Aula-mondo. Pratiche per decolonizzare la formazione universitaria dei professionisti del lavoro educativo e di cura
DOI:
https://doi.org/10.6092/issn.2420-8175/16573Parole chiave:
autoetnografia, teorie femministe decoloniali, saperi situati, formazione universitaria, pedagogia decolonialeAbstract
Questo contributo propone una riflessione sull’impatto di teorie e pratiche decoloniali nei corsi di pedagogia sociale per futuri professionisti del lavoro educativo e di cura (educatori, assistenti sociali, esperti nella riabilitazione e medici). In questi ambiti una cornice concettuale decoloniale interroga le dicotomie che informano le relazioni asimmetriche professionista-utente/paziente, segnate da diseguaglianze sociali e dilemmi etici. In che modo teorie e pratiche decoloniali aiutano a riconfigurare gli immaginari e ripensare le professionalità?
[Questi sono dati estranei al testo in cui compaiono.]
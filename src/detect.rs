//! Run orchestration.
//!
//! A [`RunContext`] owns all run-scoped state: the submissions, the
//! parameters and the block registry. Nothing outlives it and nothing is
//! global, so two runs in one process never see each other.

use std::collections::HashSet;

use thiserror::Error;
use tracing::{info, warn};

use crate::compare::{compare_submissions, warm_submissions, CompareError};
use crate::config::{validate, ConfigError};
use crate::models::{
    DetectionParams, DetectionReport, DetectionSummary, Dimension, SubmissionFindings,
};
use crate::outlier::score_outliers;
use crate::source::Submission;
use crate::tracker::BlockRegistry;

#[derive(Error, Debug)]
pub enum DetectError {
    #[error("duplicate submission name: {0}")]
    DuplicateSubmission(String),

    #[error(transparent)]
    Config(#[from] ConfigError),

    #[error(transparent)]
    Compare(#[from] CompareError),
}

/// State of one detection run.
#[derive(Debug)]
pub struct RunContext {
    submissions: Vec<Submission>,
    excluded: Vec<Submission>,
    params: DetectionParams,
    registry: BlockRegistry,
}

impl RunContext {
    /// Validate the parameters and reject duplicate submission names.
    pub fn new(submissions: Vec<Submission>, params: DetectionParams) -> Result<Self, DetectError> {
        validate(&params)?;

        let mut names = HashSet::new();
        for submission in &submissions {
            if !names.insert(submission.name()) {
                return Err(DetectError::DuplicateSubmission(
                    submission.name().to_string(),
                ));
            }
        }

        let registry = BlockRegistry::new(params.tolerance);
        Ok(Self {
            submissions,
            excluded: Vec::new(),
            params,
            registry,
        })
    }

    /// Submissions taking part in comparison. Before [`RunContext::run`]
    /// this still includes submissions that will turn out to be empty.
    pub fn submissions(&self) -> &[Submission] {
        &self.submissions
    }

    pub fn params(&self) -> &DetectionParams {
        &self.params
    }

    pub fn registry(&self) -> &BlockRegistry {
        &self.registry
    }

    /// Drop submissions without evidence. Requires warm caches.
    fn exclude_empty(&mut self) {
        let (empty, comparable): (Vec<_>, Vec<_>) = std::mem::take(&mut self.submissions)
            .into_iter()
            .chain(std::mem::take(&mut self.excluded))
            .partition(Submission::is_empty);
        for submission in &empty {
            warn!(
                submission = submission.name(),
                "no comparable files, excluded from comparison"
            );
        }
        self.submissions = comparable;
        self.submissions.sort_by(|a, b| a.name().cmp(b.name()));
        self.excluded = empty;
        self.excluded.sort_by(|a, b| a.name().cmp(b.name()));
    }

    /// Execute the run: warm caches, score all pairs, feed the block
    /// registry, rank outliers and assemble the report.
    pub fn run(&mut self, show_progress: bool) -> Result<DetectionReport, DetectError> {
        warm_submissions(&self.submissions);
        self.exclude_empty();
        let count = self.submissions.len();
        info!(
            submissions = count,
            excluded = self.excluded.len(),
            "starting detection run"
        );

        let outcome = compare_submissions(&self.submissions, &self.params, show_progress)?;

        self.registry = BlockRegistry::new(self.params.tolerance);
        for submission in &self.submissions {
            self.registry.observe_submission(submission);
        }

        let threshold = self.params.outlier_threshold;
        let raw_outliers = score_outliers(&outcome.matrix, Dimension::Raw, threshold);
        let normalized_outliers = score_outliers(&outcome.matrix, Dimension::Normalized, threshold);

        let block_findings: Vec<SubmissionFindings> = self
            .submissions
            .iter()
            .map(|s| SubmissionFindings {
                submission: s.name().to_string(),
                blocks: self.registry.findings_for(s, count, &self.params),
            })
            .filter(|f| !f.blocks.is_empty())
            .collect();

        let summary = DetectionSummary {
            submission_count: count,
            excluded_submissions: self.excluded.len(),
            excluded_files: self
                .submissions
                .iter()
                .chain(&self.excluded)
                .map(Submission::excluded_files)
                .sum(),
            pair_count: outcome.matrix.len(),
            skipped_pairs: outcome.skipped.len(),
            distinct_blocks: self.registry.distinct_blocks(),
            reportable_blocks: self.registry.reportable_blocks(count, &self.params),
            raw_outliers: raw_outliers.findings.len(),
            normalized_outliers: normalized_outliers.findings.len(),
        };
        info!(
            pairs = summary.pair_count,
            skipped = summary.skipped_pairs,
            raw_outliers = summary.raw_outliers,
            normalized_outliers = summary.normalized_outliers,
            "detection run complete"
        );

        Ok(DetectionReport {
            version: env!("CARGO_PKG_VERSION").to_string(),
            parameters: self.params.clone(),
            summary,
            matrix: outcome.matrix.entries(),
            raw_outliers,
            normalized_outliers,
            block_findings,
            skipped: outcome.skipped,
            excluded: self.excluded.iter().map(|s| s.name().to_string()).collect(),
        })
    }
}

/// Run detection over `submissions` in a fresh context.
pub fn detect(
    submissions: Vec<Submission>,
    params: &DetectionParams,
    show_progress: bool,
) -> Result<DetectionReport, DetectError> {
    RunContext::new(submissions, params.clone())?.run(show_progress)
}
In dialogo con la letteratura chicana e caraibica (Anzaldua e Moraga, 2002; Glissant 1990, 1998, 2009), con le teorie femministe delle women of color (Mohanty Talpade, 2003; hooks, 2020, 2023), l’articolo esplora l’idea di differenza in chiave decoloniale mettendola in relazione alle questioni della parzialità del sapere e delle oppressioni. A partire da una ricerca autoetnografica svolta durante i corsi che tengo dal 2015 e dai diari degli/delle studenti che li hanno frequentati, l’articolo esplora metodologie e processi che favoriscono il divenire consapevoli del processo di co-costruzione di saperi situati e incarnati durante la propria formazione accademica. Su ispirazione della visione del Tutto-mondo di Glissant (1990), forma paradigmatica di ogni creolizzazione, parleremo quindi di aula-mondo, un luogo di incontro che cerca di allontanare il fantasma dell’universale e del globalizzato, in favore di una relazione con la mondialità.